▶ **Problem to work on**: Return exactly the lines below, starting with the one that has "the relay lives." and going on through the one that has "let url = match (host, origin.port())".

________________________________________

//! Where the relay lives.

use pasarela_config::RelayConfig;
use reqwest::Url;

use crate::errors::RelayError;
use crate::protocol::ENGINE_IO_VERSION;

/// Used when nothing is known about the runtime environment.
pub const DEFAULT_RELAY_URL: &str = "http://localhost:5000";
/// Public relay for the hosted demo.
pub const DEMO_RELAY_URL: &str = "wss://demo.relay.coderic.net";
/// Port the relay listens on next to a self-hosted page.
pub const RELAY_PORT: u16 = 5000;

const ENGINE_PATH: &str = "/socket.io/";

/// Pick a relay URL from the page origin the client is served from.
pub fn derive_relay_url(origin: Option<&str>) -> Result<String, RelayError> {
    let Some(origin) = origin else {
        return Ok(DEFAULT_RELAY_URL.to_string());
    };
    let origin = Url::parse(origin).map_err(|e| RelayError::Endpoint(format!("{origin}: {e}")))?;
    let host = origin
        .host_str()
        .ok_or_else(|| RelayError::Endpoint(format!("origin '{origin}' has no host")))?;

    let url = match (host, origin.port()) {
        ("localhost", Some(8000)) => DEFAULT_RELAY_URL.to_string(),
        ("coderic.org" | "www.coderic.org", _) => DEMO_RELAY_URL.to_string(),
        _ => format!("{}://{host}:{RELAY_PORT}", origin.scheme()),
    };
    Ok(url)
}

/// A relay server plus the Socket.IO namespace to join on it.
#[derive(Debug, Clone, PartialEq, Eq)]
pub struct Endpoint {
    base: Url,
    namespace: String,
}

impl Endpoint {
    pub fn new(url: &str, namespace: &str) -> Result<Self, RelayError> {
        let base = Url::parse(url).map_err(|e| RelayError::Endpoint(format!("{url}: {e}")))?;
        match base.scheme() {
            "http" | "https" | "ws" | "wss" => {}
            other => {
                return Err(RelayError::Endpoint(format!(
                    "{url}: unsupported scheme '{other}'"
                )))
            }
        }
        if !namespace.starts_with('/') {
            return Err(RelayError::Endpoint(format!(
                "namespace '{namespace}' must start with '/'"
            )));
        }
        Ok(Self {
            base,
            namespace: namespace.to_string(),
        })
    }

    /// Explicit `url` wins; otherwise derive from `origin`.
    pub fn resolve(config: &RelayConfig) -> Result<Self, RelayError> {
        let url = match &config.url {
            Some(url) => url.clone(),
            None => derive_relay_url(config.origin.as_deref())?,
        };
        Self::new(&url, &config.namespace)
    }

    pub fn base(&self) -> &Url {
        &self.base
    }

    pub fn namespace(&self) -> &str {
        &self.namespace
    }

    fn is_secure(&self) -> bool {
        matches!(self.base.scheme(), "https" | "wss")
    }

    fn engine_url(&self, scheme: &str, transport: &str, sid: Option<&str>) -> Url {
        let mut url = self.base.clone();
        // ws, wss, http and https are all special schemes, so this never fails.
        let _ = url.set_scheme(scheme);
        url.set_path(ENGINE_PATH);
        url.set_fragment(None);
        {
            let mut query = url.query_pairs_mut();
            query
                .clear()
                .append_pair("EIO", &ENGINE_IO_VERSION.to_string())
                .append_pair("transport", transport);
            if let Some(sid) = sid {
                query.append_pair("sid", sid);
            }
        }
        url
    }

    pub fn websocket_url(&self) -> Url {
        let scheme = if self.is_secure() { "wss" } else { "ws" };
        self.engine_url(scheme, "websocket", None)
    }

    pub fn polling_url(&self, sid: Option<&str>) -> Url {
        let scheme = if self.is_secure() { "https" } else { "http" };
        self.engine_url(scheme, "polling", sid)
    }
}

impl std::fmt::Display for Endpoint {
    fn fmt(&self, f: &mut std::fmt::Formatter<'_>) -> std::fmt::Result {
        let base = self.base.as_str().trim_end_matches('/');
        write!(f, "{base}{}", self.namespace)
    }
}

________________________________________

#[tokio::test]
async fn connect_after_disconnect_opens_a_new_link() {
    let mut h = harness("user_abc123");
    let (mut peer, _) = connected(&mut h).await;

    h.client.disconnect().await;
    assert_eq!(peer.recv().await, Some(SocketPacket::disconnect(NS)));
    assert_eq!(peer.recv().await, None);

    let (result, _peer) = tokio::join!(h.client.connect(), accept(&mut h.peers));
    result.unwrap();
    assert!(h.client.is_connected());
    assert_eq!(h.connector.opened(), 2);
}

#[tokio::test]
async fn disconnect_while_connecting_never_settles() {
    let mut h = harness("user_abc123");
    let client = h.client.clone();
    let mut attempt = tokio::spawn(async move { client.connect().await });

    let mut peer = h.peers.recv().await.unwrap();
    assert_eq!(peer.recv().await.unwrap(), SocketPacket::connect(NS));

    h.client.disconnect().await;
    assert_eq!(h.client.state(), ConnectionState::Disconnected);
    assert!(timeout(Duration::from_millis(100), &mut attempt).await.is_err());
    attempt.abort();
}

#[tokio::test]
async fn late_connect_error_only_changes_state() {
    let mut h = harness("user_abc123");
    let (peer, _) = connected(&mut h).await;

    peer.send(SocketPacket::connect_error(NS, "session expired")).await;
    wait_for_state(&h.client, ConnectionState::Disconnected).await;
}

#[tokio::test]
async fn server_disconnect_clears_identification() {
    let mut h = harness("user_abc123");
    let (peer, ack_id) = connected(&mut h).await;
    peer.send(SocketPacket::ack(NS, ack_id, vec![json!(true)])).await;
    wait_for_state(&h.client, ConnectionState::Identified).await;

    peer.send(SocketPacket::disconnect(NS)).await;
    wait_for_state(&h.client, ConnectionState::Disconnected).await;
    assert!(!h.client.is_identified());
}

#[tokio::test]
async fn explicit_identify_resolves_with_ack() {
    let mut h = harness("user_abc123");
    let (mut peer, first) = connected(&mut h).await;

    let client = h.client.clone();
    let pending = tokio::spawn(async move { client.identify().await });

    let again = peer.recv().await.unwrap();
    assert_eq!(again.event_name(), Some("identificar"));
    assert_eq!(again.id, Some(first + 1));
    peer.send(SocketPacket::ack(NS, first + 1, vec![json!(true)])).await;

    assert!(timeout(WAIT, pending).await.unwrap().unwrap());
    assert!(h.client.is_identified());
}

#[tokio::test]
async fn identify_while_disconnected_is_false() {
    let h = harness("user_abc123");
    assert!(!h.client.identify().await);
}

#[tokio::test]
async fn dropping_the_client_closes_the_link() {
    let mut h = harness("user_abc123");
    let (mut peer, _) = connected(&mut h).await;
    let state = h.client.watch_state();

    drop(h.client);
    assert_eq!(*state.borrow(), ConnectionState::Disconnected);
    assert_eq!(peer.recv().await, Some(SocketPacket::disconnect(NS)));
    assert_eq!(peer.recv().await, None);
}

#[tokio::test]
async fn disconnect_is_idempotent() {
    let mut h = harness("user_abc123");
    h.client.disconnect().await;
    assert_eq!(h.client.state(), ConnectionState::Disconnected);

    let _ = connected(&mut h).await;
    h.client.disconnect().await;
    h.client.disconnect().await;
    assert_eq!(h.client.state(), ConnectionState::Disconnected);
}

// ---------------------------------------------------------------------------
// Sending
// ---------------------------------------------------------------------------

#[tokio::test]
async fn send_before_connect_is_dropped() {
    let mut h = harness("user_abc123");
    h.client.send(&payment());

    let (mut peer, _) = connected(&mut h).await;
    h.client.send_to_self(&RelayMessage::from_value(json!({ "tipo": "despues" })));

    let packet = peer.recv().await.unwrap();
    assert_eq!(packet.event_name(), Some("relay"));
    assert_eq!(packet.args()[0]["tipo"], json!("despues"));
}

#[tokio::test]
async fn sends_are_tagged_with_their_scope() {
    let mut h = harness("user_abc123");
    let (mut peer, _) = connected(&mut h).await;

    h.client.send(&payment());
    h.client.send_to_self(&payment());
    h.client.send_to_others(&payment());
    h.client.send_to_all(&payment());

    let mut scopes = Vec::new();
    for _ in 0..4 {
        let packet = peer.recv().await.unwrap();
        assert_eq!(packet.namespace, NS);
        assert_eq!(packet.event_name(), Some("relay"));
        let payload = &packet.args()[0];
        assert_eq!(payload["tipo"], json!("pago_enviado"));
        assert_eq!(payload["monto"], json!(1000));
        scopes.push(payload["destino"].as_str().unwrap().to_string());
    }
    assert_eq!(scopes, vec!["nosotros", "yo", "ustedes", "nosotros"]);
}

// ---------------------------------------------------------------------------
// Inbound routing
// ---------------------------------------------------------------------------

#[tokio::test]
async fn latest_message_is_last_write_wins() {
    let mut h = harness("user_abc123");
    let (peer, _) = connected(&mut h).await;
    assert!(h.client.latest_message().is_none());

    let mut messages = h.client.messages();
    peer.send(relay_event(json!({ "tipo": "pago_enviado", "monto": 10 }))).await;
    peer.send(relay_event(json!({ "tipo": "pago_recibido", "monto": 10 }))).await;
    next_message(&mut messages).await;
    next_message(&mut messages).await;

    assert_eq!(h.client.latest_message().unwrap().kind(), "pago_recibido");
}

________________________________________

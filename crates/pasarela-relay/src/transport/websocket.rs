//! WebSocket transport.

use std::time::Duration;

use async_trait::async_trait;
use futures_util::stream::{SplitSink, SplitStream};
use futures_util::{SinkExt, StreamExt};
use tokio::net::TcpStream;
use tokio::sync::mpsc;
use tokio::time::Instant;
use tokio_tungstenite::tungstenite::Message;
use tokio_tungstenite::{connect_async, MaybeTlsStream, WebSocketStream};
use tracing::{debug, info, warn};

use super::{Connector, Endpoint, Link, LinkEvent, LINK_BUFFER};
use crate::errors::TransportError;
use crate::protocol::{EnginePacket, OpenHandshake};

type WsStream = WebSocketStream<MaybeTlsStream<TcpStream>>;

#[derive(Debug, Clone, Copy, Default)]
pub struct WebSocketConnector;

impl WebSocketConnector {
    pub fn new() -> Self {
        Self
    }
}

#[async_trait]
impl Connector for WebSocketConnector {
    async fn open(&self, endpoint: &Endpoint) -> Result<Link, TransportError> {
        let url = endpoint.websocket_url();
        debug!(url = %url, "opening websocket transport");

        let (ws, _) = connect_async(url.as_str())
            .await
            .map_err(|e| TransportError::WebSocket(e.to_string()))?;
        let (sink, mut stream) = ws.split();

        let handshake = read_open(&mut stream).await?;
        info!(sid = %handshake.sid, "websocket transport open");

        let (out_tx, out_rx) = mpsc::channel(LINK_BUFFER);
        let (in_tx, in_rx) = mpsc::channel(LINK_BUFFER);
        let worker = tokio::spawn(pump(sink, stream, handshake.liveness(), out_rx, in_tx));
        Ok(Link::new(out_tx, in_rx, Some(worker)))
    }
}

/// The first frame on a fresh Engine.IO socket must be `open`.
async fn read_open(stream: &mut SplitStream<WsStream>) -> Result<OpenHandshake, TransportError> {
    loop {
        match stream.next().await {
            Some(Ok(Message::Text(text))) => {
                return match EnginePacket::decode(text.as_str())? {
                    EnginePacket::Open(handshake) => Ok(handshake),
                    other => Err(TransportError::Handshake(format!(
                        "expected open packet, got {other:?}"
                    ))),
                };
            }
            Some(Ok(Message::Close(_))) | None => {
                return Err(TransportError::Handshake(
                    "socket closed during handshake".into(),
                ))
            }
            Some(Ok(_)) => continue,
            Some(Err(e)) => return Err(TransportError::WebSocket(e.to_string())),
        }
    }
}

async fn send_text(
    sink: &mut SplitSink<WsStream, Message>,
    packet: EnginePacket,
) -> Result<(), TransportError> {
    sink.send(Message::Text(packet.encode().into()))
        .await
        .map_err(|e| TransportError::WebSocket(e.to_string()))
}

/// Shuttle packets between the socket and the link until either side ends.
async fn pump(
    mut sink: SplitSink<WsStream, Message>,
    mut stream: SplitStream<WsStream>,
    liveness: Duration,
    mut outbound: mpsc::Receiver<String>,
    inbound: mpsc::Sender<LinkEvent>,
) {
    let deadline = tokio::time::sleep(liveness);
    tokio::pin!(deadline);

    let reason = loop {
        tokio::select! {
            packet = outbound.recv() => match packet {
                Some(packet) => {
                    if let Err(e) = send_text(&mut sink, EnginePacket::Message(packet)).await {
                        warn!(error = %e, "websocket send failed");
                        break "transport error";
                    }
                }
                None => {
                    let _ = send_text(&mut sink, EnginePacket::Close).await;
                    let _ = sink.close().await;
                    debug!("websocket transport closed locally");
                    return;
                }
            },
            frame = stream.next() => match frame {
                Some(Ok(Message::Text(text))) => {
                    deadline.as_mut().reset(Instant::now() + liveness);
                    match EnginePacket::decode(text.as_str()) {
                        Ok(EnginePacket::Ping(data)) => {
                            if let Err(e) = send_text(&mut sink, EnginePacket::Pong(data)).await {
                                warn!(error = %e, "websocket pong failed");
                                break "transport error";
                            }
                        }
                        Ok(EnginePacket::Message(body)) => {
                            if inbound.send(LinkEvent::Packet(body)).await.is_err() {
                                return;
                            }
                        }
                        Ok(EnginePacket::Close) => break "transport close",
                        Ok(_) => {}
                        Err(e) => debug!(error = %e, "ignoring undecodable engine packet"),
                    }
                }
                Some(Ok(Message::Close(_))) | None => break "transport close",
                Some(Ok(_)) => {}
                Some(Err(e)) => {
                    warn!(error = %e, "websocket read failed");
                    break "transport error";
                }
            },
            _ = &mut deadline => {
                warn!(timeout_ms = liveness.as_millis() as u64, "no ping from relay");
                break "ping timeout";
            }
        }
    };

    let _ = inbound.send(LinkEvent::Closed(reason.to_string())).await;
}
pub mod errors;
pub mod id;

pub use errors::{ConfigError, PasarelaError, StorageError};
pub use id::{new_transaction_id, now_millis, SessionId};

________________________________________

▶ **Completed exercise**:
//! Where the relay lives.

use pasarela_config::RelayConfig;
use reqwest::Url;

use crate::errors::RelayError;
use crate::protocol::ENGINE_IO_VERSION;

/// Used when nothing is known about the runtime environment.
pub const DEFAULT_RELAY_URL: &str = "http://localhost:5000";
/// Public relay for the hosted demo.
pub const DEMO_RELAY_URL: &str = "wss://demo.relay.coderic.net";
/// Port the relay listens on next to a self-hosted page.
pub const RELAY_PORT: u16 = 5000;

const ENGINE_PATH: &str = "/socket.io/";

/// Pick a relay URL from the page origin the client is served from.
pub fn derive_relay_url(origin: Option<&str>) -> Result<String, RelayError> {
    let Some(origin) = origin else {
        return Ok(DEFAULT_RELAY_URL.to_string());
    };
    let origin = Url::parse(origin).map_err(|e| RelayError::Endpoint(format!("{origin}: {e}")))?;
    let host = origin
        .host_str()
        .ok_or_else(|| RelayError::Endpoint(format!("origin '{origin}' has no host")))?;

    let url = match (host, origin.port()) {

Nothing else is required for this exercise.